■ **Exercise**: How many of the lines below hold the word "into"? Answer only with the number.

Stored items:
§
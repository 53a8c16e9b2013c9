use std::str::FromStr;

/// Server configuration loaded from environment variables.
///
/// All fields have defaults suitable for local development.
#[derive(Debug, Clone)]
pub struct ServerConfig {
    /// Bind address (default: `0.0.0.0`).
    pub host: String,
    /// Bind port (default: `5000`).
    pub port: u16,
    /// SQLite database URL (default: `sqlite://students.db`).
    pub database_url: String,
    /// Upper bound on pooled SQLite connections (default: `5`).
    pub db_max_connections: u32,
    /// HTTP request timeout in seconds (default: `30`).
    pub request_timeout_secs: u64,
    /// Insert sample rows into an empty database at startup (default: `true`).
    pub seed_sample_data: bool,
}

#[derive(Debug, thiserror::Error)]
#[error("{var} must be a valid {expected}, got '{value}'")]
pub struct ConfigError {
    pub var: &'static str,
    pub expected: &'static str,
    pub value: String,
}

impl ServerConfig {
    /// Load configuration from environment variables with defaults.
    ///
    /// | Env Var                | Default                |
    /// |------------------------|------------------------|
    /// | `HOST`                 | `0.0.0.0`              |
    /// | `PORT`                 | `5000`                 |
    /// | `DATABASE_URL`         | `sqlite://students.db` |
    /// | `DB_MAX_CONNECTIONS`   | `5`                    |
    /// | `REQUEST_TIMEOUT_SECS` | `30`                   |
    /// | `SEED_SAMPLE_DATA`     | `true`                 |
    pub fn from_env() -> Result<Self, ConfigError> {
        Ok(Self {
            host: std::env::var("HOST").unwrap_or_else(|_| "0.0.0.0".into()),
            port: parse_var("PORT", "5000", "u16")?,
            database_url: std::env::var("DATABASE_URL")
                .unwrap_or_else(|_| "sqlite://students.db".into()),
            db_max_connections: parse_var("DB_MAX_CONNECTIONS", "5", "u32")?,
            request_timeout_secs: parse_var("REQUEST_TIMEOUT_SECS", "30", "u64")?,
            seed_sample_data: parse_var("SEED_SAMPLE_DATA", "true", "bool")?,
        })
    }
}

fn parse_var<T: FromStr>(
    var: &'static str,
    default: &str,
    expected: &'static str,
) -> Result<T, ConfigError> {
    let value = std::env::var(var).unwrap_or_else(|_| default.into());
    value.trim().parse().map_err(|_| ConfigError {
        var,
        expected,
        value,
    })
}
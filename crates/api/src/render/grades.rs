//! The `/grades` page.

use gradebook_core::grade::{GradeStats, LetterGrade};
use gradebook_db::models::grade::GradeView;
use gradebook_db::models::student::StudentOption;

use super::{escape, layout, message_block, options, query_string, StatusMessage};

/// Everything the grades page shows.
#[derive(Debug, Clone)]
pub struct GradePageView {
    pub grades: Vec<GradeView>,
    pub stats: GradeStats,
    pub students: Vec<StudentOption>,
    pub semesters: Vec<String>,
    pub courses: Vec<String>,
    pub student_filter: Option<String>,
    pub course_filter: Option<String>,
    pub semester_filter: Option<String>,
    pub message: Option<StatusMessage>,
}

pub fn render(view: &GradePageView) -> String {
    let mut body = String::from("<h1>Grades</h1>\n");
    body.push_str(&message_block(view.message.as_ref()));
    body.push_str(&stat_cards(view));
    body.push_str(&chart(&view.stats));
    body.push_str(&filter_form(view));
    body.push_str(&create_form(view));
    body.push_str(&table(&view.grades));

    let export = query_string(&[
        ("student", view.student_filter.as_deref()),
        ("course", view.course_filter.as_deref()),
        ("semester", view.semester_filter.as_deref()),
    ]);
    body.push_str(&format!(
        "<p><a href=\"/grades/export.csv{}\">Export CSV</a></p>\n",
        escape(&export)
    ));

    layout("Grades", &body)
}

fn stat_cards(view: &GradePageView) -> String {
    format!(
        "<div class=\"stats\">\
         <div class=\"stat\"><h3>{}</h3><p>Total Grades</p></div>\
         <div class=\"stat\"><h3>{}</h3><p>Total Credits</p></div>\
         <div class=\"stat\"><h3>{}</h3><p>Students</p></div>\
         <div class=\"stat\"><h3>{}</h3><p>Semesters</p></div>\
         </div>\n",
        view.stats.total,
        view.stats.total_credits,
        view.students.len(),
        view.semesters.len()
    )
}

/// Bar chart of the letter histogram, scaled to the tallest bar.
fn chart(stats: &GradeStats) -> String {
    let max = stats.histogram.max_count().max(1);
    let mut bars = String::new();
    let mut labels = String::new();
    for (grade, count) in stats.histogram.iter() {
        let height = if count == 0 { 5 } else { count * 100 / max };
        bars.push_str(&format!(
            "<div class=\"bar\" style=\"height:{height}%\" title=\"{grade}\">{count}</div>"
        ));
        labels.push_str(&format!("<div class=\"bar bar-label\">{}</div>", escape(grade.as_str())));
    }
    format!(
        "<div class=\"chart\">{bars}</div>\n<div class=\"chart\" style=\"height:auto\">{labels}</div>\n"
    )
}

fn filter_form(view: &GradePageView) -> String {
    let semesters = options(
        view.semesters.iter().map(|s| (s.clone(), s.as_str())),
        view.semester_filter.as_deref(),
    );
    format!(
        "<form method=\"GET\" action=\"/grades\">\
         <input type=\"text\" name=\"student\" placeholder=\"Student name\" value=\"{}\">\
         <input type=\"text\" name=\"course\" placeholder=\"Course\" value=\"{}\">\
         <select name=\"semester\"><option value=\"\">All Semesters</option>{semesters}</select>\
         <button type=\"submit\">Filter</button> <a href=\"/grades\">Clear</a>\
         </form>\n",
        escape(view.student_filter.as_deref().unwrap_or_default()),
        escape(view.course_filter.as_deref().unwrap_or_default()),
    )
}

fn create_form(view: &GradePageView) -> String {
    let students = options(
        view.students.iter().map(|s| (s.id.to_string(), s.name.as_str())),
        None,
    );
    let letters = options(
        LetterGrade::ALL.iter().map(|g| (g.as_str().to_string(), g.as_str())),
        None,
    );
    let courses: String = view
        .courses
        .iter()
        .map(|c| format!("<option value=\"{}\">", escape(c)))
        .collect();
    format!(
        "<fieldset><legend>Add Grade</legend>\
         <form method=\"POST\" action=\"/grades\">\
         <input type=\"hidden\" name=\"action\" value=\"create\">\
         <select name=\"student_id\" required><option value=\"\">Select student</option>{students}</select>\
         <input type=\"text\" name=\"course\" list=\"courses\" placeholder=\"Course\" required>\
         <datalist id=\"courses\">{courses}</datalist>\
         <select name=\"grade\" required><option value=\"\">Grade</option>{letters}</select>\
         <input type=\"text\" name=\"semester\" placeholder=\"Semester\" required>\
         <input type=\"number\" name=\"credits\" placeholder=\"3\" min=\"1\" max=\"6\" value=\"3\">\
         <button type=\"submit\">Add Grade</button>\
         </form></fieldset>\n"
    )
}

fn table(grades: &[GradeView]) -> String {
    let mut out = String::from(
        "<table>\n<thead><tr><th>ID</th><th>Student</th><th>Course</th><th>Grade</th>\
         <th>Semester</th><th>Credits</th><th></th></tr></thead>\n<tbody>\n",
    );
    if grades.is_empty() {
        out.push_str("<tr><td colspan=\"7\">No grades found.</td></tr>\n");
    }
    for g in grades {
        out.push_str(&format!(
            "<tr><td>{id}</td><td>{student}</td><td>{course}</td><td>{grade}</td>\
             <td>{semester}</td><td>{credits}</td>\
             <td><form class=\"inline\" method=\"POST\" action=\"/grades\">\
             <input type=\"hidden\" name=\"action\" value=\"delete\">\
             <input type=\"hidden\" name=\"delete_id\" value=\"{id}\">\
             <button type=\"submit\">Delete</button></form></td></tr>\n",
            id = g.id,
            student = escape(&g.student_name),
            course = escape(&g.course),
            grade = escape(&g.grade),
            semester = escape(&g.semester),
            credits = g.credits,
        ));
    }
    out.push_str("</tbody>\n</table>\n");
    out
}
§
■ **Problem solution**: 4